_PROBLEM TO SOLVE_
Across the following data, state how many lines include the word "type". Provide the number alone.

[Stored data]
★ ★ ★ ★ ★ ★ ★
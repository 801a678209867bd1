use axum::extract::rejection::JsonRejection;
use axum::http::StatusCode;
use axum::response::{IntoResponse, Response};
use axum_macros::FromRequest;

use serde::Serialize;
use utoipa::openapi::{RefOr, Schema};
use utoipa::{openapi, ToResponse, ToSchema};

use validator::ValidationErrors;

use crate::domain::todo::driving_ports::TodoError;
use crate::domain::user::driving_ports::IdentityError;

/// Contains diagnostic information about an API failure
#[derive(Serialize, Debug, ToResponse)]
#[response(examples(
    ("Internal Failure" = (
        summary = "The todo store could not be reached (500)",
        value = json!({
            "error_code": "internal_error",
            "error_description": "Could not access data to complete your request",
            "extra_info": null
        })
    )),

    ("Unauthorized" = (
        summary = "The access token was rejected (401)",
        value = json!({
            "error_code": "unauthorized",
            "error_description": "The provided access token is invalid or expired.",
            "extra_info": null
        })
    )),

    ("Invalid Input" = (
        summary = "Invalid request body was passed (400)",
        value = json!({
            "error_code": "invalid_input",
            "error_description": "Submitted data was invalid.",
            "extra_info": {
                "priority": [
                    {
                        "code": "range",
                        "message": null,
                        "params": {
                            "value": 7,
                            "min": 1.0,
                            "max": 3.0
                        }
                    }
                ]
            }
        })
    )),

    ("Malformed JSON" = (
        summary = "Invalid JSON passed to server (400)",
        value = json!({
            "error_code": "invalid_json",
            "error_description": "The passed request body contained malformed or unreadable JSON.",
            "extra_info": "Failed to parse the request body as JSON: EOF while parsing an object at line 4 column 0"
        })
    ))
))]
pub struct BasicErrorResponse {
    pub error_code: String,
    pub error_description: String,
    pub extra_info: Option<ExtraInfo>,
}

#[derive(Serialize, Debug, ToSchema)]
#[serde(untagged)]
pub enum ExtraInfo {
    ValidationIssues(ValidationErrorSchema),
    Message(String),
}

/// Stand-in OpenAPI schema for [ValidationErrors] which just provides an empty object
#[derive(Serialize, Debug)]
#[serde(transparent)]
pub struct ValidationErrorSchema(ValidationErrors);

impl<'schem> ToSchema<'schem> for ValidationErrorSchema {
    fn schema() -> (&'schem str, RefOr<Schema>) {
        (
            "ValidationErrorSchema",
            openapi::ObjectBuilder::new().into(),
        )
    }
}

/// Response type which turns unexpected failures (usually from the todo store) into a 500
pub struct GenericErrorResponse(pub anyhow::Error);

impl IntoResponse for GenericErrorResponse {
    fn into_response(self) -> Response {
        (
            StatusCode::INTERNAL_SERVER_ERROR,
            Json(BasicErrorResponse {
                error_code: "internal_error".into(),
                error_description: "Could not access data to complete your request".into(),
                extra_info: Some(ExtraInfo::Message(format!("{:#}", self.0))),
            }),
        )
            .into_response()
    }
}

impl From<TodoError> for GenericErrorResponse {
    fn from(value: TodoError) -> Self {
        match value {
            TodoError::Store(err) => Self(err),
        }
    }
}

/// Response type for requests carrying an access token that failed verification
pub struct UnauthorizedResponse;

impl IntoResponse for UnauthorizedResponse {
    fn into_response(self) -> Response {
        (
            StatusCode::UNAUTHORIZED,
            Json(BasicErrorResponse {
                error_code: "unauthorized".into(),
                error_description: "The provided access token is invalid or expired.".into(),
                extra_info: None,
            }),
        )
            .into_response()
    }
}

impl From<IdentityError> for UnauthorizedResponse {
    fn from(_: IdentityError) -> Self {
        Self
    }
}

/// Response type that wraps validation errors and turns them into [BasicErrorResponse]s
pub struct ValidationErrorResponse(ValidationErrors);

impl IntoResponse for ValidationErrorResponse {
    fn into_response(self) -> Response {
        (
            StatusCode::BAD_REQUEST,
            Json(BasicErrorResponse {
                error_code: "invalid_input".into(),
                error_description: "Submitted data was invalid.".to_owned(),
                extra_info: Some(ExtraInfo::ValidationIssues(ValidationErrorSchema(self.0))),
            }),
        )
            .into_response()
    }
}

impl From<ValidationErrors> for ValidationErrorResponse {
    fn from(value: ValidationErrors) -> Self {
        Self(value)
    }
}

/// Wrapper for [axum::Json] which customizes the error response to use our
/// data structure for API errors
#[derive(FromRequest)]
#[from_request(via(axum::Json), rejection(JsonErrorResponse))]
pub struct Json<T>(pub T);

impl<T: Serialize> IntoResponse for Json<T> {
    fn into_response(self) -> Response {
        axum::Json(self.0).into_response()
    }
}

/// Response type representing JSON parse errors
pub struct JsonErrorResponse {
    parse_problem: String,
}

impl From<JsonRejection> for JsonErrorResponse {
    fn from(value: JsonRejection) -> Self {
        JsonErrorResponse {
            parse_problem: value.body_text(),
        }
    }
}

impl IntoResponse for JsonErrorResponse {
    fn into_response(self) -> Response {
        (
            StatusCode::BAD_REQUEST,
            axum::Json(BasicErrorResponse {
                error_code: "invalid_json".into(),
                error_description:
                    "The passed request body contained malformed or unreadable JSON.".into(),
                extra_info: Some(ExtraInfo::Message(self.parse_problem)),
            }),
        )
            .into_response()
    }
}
★ ★ ★ ★ ★ ★ ★
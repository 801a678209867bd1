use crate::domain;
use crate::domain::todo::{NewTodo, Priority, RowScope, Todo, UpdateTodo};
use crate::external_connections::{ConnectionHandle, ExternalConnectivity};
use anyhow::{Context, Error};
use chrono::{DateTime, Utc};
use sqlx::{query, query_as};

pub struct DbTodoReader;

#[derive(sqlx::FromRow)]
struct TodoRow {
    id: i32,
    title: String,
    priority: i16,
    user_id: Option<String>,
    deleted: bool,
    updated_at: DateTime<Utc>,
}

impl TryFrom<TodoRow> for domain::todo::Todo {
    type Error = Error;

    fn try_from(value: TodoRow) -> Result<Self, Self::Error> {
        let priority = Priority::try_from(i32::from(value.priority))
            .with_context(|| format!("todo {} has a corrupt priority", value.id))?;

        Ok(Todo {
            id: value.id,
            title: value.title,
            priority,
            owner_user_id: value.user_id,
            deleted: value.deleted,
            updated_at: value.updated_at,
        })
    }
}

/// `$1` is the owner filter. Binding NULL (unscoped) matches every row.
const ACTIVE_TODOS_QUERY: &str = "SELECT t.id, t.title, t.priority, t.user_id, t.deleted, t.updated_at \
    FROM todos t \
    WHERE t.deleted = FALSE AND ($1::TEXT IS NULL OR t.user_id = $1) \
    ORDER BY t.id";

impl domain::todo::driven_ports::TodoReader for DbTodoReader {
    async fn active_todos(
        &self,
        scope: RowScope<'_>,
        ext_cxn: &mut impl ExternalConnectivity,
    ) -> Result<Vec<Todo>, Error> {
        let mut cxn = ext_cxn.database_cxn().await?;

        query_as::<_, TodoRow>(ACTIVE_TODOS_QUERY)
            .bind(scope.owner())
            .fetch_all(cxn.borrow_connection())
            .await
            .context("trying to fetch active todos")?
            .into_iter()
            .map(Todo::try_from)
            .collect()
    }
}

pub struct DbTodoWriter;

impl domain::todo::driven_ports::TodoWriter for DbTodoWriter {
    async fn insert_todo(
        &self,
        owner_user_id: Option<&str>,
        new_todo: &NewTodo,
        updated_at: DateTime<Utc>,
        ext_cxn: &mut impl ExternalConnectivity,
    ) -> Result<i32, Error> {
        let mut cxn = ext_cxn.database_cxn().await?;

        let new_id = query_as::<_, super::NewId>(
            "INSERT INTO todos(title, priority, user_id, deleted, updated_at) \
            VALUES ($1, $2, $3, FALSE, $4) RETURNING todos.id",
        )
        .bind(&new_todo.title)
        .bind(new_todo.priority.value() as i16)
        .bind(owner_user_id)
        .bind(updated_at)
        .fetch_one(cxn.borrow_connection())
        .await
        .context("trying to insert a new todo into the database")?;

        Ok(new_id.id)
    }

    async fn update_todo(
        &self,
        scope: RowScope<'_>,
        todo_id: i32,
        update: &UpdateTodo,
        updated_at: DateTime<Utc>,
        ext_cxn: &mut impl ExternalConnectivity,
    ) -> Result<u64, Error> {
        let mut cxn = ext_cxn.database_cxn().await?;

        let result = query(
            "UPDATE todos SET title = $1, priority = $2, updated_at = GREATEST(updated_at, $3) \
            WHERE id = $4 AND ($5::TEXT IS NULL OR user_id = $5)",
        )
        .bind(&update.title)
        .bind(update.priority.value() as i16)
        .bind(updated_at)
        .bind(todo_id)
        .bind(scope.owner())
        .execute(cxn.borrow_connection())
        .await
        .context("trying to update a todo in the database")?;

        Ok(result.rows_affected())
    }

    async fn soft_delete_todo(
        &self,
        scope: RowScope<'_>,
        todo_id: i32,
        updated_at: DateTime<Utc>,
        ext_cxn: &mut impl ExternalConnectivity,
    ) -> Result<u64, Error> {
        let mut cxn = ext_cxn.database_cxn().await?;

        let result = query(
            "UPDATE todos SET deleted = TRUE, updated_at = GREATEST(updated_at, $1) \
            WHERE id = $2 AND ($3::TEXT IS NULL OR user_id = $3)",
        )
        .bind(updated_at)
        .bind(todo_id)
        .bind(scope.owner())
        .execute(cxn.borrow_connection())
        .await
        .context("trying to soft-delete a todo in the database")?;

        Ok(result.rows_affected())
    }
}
★ ★ ★ ★ ★ ★ ★
_RESULT BELOW_
5